Her mission this project, as stated on her website, are to re-use wasted food; to promote awareness of global food waste issues; to highlight social, economical and environmental issues; and to develop an ethical and sustainable future. There’s no denying that her designs are a creative way to tackle to important goals of her project: Food waste and environmental issues. In fact, food waste is a problem worldwide as 27 percent of all food produced in the United States being wasted annually. Ip further explains that “trimmings such as buttons, metal buckles and zips are all manufactured industrially where there are concerns on the impact it has on the environment as it consumes a lot of energy and fuel.”
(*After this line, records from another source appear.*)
//! Canvas element collection and its state transitions.

use crate::element::{CanvasElement, Color, ElementId, ElementKind, ElementSize};
use crate::input::DropContext;
use kurbo::{Point, Vec2};
use serde::{Deserialize, Serialize};

/// Minimum distance from the surface edge for newly dropped elements.
pub const DROP_MARGIN: f64 = 10.0;
/// Height of an auto-sized footer band.
pub const FOOTER_HEIGHT: f64 = 80.0;
/// Gap kept between an auto-placed footer and the bottom of the surface.
pub const FOOTER_BOTTOM_GAP: f64 = 20.0;
/// Size assumed for an element that has never been resized.
pub const DEFAULT_ELEMENT_SIZE: (f64, f64) = (200.0, 50.0);

/// Partial color change; `None` leaves the existing value alone.
#[derive(Debug, Clone, Copy, Default, PartialEq, Serialize, Deserialize)]
pub struct ColorUpdate {
    pub background: Option<Color>,
    pub text: Option<Color>,
}

/// A state transition on the element collection.
#[derive(Debug, Clone, PartialEq)]
pub enum CanvasCommand {
    Add { kind: ElementKind, drop: DropContext },
    Move { id: ElementId, delta: Vec2 },
    Resize { id: ElementId, delta: Vec2 },
    UpdateContent { id: ElementId, content: String },
    UpdateColor { id: ElementId, colors: ColorUpdate },
    Remove { id: ElementId },
    Clear,
}

/// Ordered collection of canvas elements.
///
/// Every operation addressed at an unknown id is a no-op.
#[derive(Debug, Clone, Default, PartialEq)]
pub struct ElementStore {
    elements: Vec<CanvasElement>,
}

impl ElementStore {
    /// Create an empty canvas.
    pub fn new() -> Self {
        Self::default()
    }

    /// Apply a command, returning the next state.
    pub fn apply(mut self, command: CanvasCommand) -> Self {
        match command {
            CanvasCommand::Add { kind, drop } => {
                self.add_element(kind, &drop);
            }
            CanvasCommand::Move { id, delta } => self.move_element(id, delta),
            CanvasCommand::Resize { id, delta } => self.resize_element(id, delta),
            CanvasCommand::UpdateContent { id, content } => self.update_content(id, content),
            CanvasCommand::UpdateColor { id, colors } => self.update_color(id, colors),
            CanvasCommand::Remove { id } => {
                self.remove_element(id);
            }
            CanvasCommand::Clear => self.clear(),
        }
        self
    }

    /// Drop a new element onto the surface and return its id.
    ///
    /// Footers ignore the pointer: they span the full surface width near the bottom.
    pub fn add_element(&mut self, kind: ElementKind, drop: &DropContext) -> ElementId {
        let element = match kind {
            ElementKind::Footer => {
                let y = (drop.surface_height() - FOOTER_HEIGHT - FOOTER_BOTTOM_GAP)
                    .max(DROP_MARGIN);
                let mut footer = CanvasElement::new(kind, Point::new(0.0, y));
                footer.size = ElementSize::clamped(drop.surface_width(), FOOTER_HEIGHT);
                footer
            }
            _ => {
                let local = drop.local_point();
                let position = Point::new(local.x.max(DROP_MARGIN), local.y.max(DROP_MARGIN));
                CanvasElement::new(kind, position)
            }
        };
        let id = element.id();
        self.elements.push(element);
        id
    }

    /// Translate an element, clamping at the surface origin.
    pub fn move_element(&mut self, id: ElementId, delta: Vec2) {
        if let Some(element) = self.get_mut(id) {
            element.position = Point::new(
                (element.position.x + delta.x).max(0.0),
                (element.position.y + delta.y).max(0.0),
            );
        }
    }

    /// Grow or shrink an element from its current size, anchored at the top-left.
    pub fn resize_element(&mut self, id: ElementId, delta: Vec2) {
        if let Some(base) = self.get(id).map(Self::base_size) {
            self.resize_from(id, base, delta);
        }
    }

    /// Set an element's size to `base + delta`, clamped to the minimums.
    pub fn resize_from(&mut self, id: ElementId, base: (f64, f64), delta: Vec2) {
        if let Some(element) = self.get_mut(id) {
            element.size = ElementSize::clamped(base.0 + delta.x, base.1 + delta.y);
        }
    }

    /// Current explicit size of an element, defaulting unset sides.
    pub fn base_size(element: &CanvasElement) -> (f64, f64) {
        (
            element.size.width.unwrap_or(DEFAULT_ELEMENT_SIZE.0),
            element.size.height.unwrap_or(DEFAULT_ELEMENT_SIZE.1),
        )
    }

    pub fn update_content(&mut self, id: ElementId, content: impl Into<String>) {
        if let Some(element) = self.get_mut(id) {
            element.content = content.into();
        }
    }

    pub fn update_color(&mut self, id: ElementId, colors: ColorUpdate) {
        if let Some(element) = self.get_mut(id) {
            if let Some(background) = colors.background {
                element.background_color = Some(background);
            }
            if let Some(text) = colors.text {
                element.text_color = Some(text);
            }
        }
    }

    /// Remove an element from the canvas.
    pub fn remove_element(&mut self, id: ElementId) -> Option<CanvasElement> {
        let index = self.elements.iter().position(|e| e.id() == id)?;
        Some(self.elements.remove(index))
    }

    /// Remove every element.
    pub fn clear(&mut self) {
        self.elements.clear();
    }

    pub fn get(&self, id: ElementId) -> Option<&CanvasElement> {
        self.elements.iter().find(|e| e.id() == id)
    }

    fn get_mut(&mut self, id: ElementId) -> Option<&mut CanvasElement> {
        self.elements.iter_mut().find(|e| e.id() == id)
    }

    /// Elements in insertion order.
    pub fn elements(&self) -> &[CanvasElement] {
        &self.elements
    }

    /// Point-in-time copy of the collection.
    pub fn snapshot(&self) -> Vec<CanvasElement> {
        self.elements.clone()
    }

    pub fn is_empty(&self) -> bool {
        self.elements.is_empty()
    }

    pub fn len(&self) -> usize {
        self.elements.len()
    }
}

#[cfg(test)]
mod tests {
    use super::*;
    use crate::element::{MIN_HEIGHT, MIN_WIDTH};
    use kurbo::Rect;

    fn drop_at(x: f64, y: f64) -> DropContext {
        DropContext::new(Rect::new(0.0, 0.0, 800.0, 600.0), Point::new(x, y), Vec2::ZERO)
    }

    #[test]
    fn test_add_element_at_pointer() {
        let mut store = ElementStore::new();
        let id = store.add_element(ElementKind::Header, &drop_at(120.0, 80.0));

        let element = store.get(id).unwrap();
        assert_eq!(element.kind, ElementKind::Header);
        assert_eq!(element.position, Point::new(120.0, 80.0));
        assert_eq!(element.size, ElementSize::default());
    }

    #[test]
    fn test_add_element_clamps_to_margin() {
        let mut store = ElementStore::new();
        let ctx = DropContext::new(
            Rect::new(200.0, 150.0, 1000.0, 750.0),
            Point::new(190.0, 155.0),
            Vec2::new(-30.0, 0.0),
        );
        let id = store.add_element(ElementKind::Paragraph, &ctx);
        assert_eq!(store.get(id).unwrap().position, Point::new(DROP_MARGIN, DROP_MARGIN));
    }

    #[test]
    fn test_add_footer_spans_bottom() {
        let mut store = ElementStore::new();
        let id = store.add_element(ElementKind::Footer, &drop_at(300.0, 20.0));

        let footer = store.get(id).unwrap();
        assert_eq!(footer.position, Point::new(0.0, 500.0));
        assert_eq!(footer.size.width, Some(800.0));
        assert_eq!(footer.size.height, Some(FOOTER_HEIGHT));
    }

    #[test]
    fn test_add_footer_on_short_surface() {
        let mut store = ElementStore::new();
        let ctx = DropContext::new(Rect::new(0.0, 0.0, 60.0, 50.0), Point::ZERO, Vec2::ZERO);
        let id = store.add_element(ElementKind::Footer, &ctx);

        let footer = store.get(id).unwrap();
        assert_eq!(footer.position, Point::new(0.0, DROP_MARGIN));
        assert_eq!(footer.size.width, Some(MIN_WIDTH));
    }

    #[test]
    fn test_move_clamps_at_origin() {
        let mut store = ElementStore::new();
        let id = store.add_element(ElementKind::Button, &drop_at(50.0, 60.0));

        store.move_element(id, Vec2::new(25.0, -10.0));
        assert_eq!(store.get(id).unwrap().position, Point::new(75.0, 50.0));

        store.move_element(id, Vec2::new(-500.0, -500.0));
        assert_eq!(store.get(id).unwrap().position, Point::ZERO);
    }

    #[test]
    fn test_resize_uses_defaults_and_minimums() {
        let mut store = ElementStore::new();
        let id = store.add_element(ElementKind::Section, &drop_at(50.0, 60.0));

        store.resize_element(id, Vec2::new(40.0, 10.0));
        let size = store.get(id).unwrap().size;
        assert_eq!(size, ElementSize::clamped(240.0, 60.0));

        store.resize_element(id, Vec2::new(-1000.0, -1000.0));
        let size = store.get(id).unwrap().size;
        assert_eq!(size.width, Some(MIN_WIDTH));
        assert_eq!(size.height, Some(MIN_HEIGHT));
    }

    #[test]
    fn test_resize_keeps_position() {
        let mut store = ElementStore::new();
        let id = store.add_element(ElementKind::Image, &drop_at(50.0, 60.0));
        store.resize_element(id, Vec2::new(100.0, 100.0));
        assert_eq!(store.get(id).unwrap().position, Point::new(50.0, 60.0));
    }

    #[test]
    fn test_update_content_and_color() {
        let mut store = ElementStore::new();
        let id = store.add_element(ElementKind::Button, &drop_at(50.0, 60.0));

        store.update_content(id, "Buy now");
        store.update_color(
            id,
            ColorUpdate {
                background: Some(Color::black()),
                text: None,
            },
        );
        store.update_color(
            id,
            ColorUpdate {
                background: None,
                text: Some(Color::white()),
            },
        );

        let element = store.get(id).unwrap();
        assert_eq!(element.content, "Buy now");
        assert_eq!(element.background_color, Some(Color::black()));
        assert_eq!(element.text_color, Some(Color::white()));
    }

    #[test]
    fn test_unknown_id_is_noop() {
        let mut store = ElementStore::new();
        store.add_element(ElementKind::Nav, &drop_at(50.0, 60.0));
        let before = store.clone();
        let missing = uuid::Uuid::new_v4();

        store.move_element(missing, Vec2::new(5.0, 5.0));
        store.resize_element(missing, Vec2::new(5.0, 5.0));
        store.update_content(missing, "x");
        store.update_color(missing, ColorUpdate::default());
        assert!(store.remove_element(missing).is_none());

        assert_eq!(store, before);
    }

    #[test]
    fn test_remove_preserves_order() {
        let mut store = ElementStore::new();
        let a = store.add_element(ElementKind::H1, &drop_at(10.0, 10.0));
        let b = store.add_element(ElementKind::H2, &drop_at(10.0, 20.0));
        let c = store.add_element(ElementKind::H3, &drop_at(10.0, 30.0));

        let removed = store.remove_element(b).unwrap();
        assert_eq!(removed.kind, ElementKind::H2);
        let ids: Vec<_> = store.elements().iter().map(|e| e.id()).collect();
        assert_eq!(ids, vec![a, c]);
    }

    #[test]
    fn test_apply_reducer() {
        let store = ElementStore::new().apply(CanvasCommand::Add {
            kind: ElementKind::Link,
            drop: drop_at(100.0, 100.0),
        });
        let id = store.elements()[0].id();

        let store = store
            .apply(CanvasCommand::Move {
                id,
                delta: Vec2::new(10.0, 0.0),
            })
            .apply(CanvasCommand::UpdateContent {
                id,
                content: "Docs".to_string(),
            });
        assert_eq!(store.get(id).unwrap().position, Point::new(110.0, 100.0));
        assert_eq!(store.get(id).unwrap().content, "Docs");

        let store = store.apply(CanvasCommand::Remove { id });
        assert!(store.is_empty());
    }
}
Hoyan Ip writes on her website:
Iconic brands such as Nike, Prada or Levis all target very different target markets. However, one similarity that brings us designers and brands together is the use of trimmings.
I propose to identify the relationship between food waste and waste produced from the fashion industry.
It can be argued that nothing is new anymore in terms of fashion clothing as similar trends are re-interpreted season by season and it is worthwhile to preserve what we already have in our wardrobe ready for it to be current trend again. As there are more and more designers emerging, there is very little we can do to dispose of the unwanted clothes ethically especially when you realise such sensitivity and thought has gone into making a garment. The solution is to re-use the clothes, de-brand them, repair them and wear them. However, for those who swear by iconic brands such as Chanel may disagree on what this project proposes. It changes the psychology of consumers on what we think about brands. By changing the little details on a garment such as a Burberry trench coat with trimmings made of wasted food, how might the standard Burberry devotee react and more interestingly, what will the actual brand think of this? Does adding products made from wasted food de-value the brand or add value to it because of its ethical reasons.
Products in my project, Bio-trimmings include buckles, buttons and shoulder pads. A further product developed from the cut out waste includes sequins, which can be used to embellish and alter the character of a brand. Furthermore, the sequin products can be used as a resolution to repair old, ripped garments that can be updated with coloured sequins of different shapes and sizes.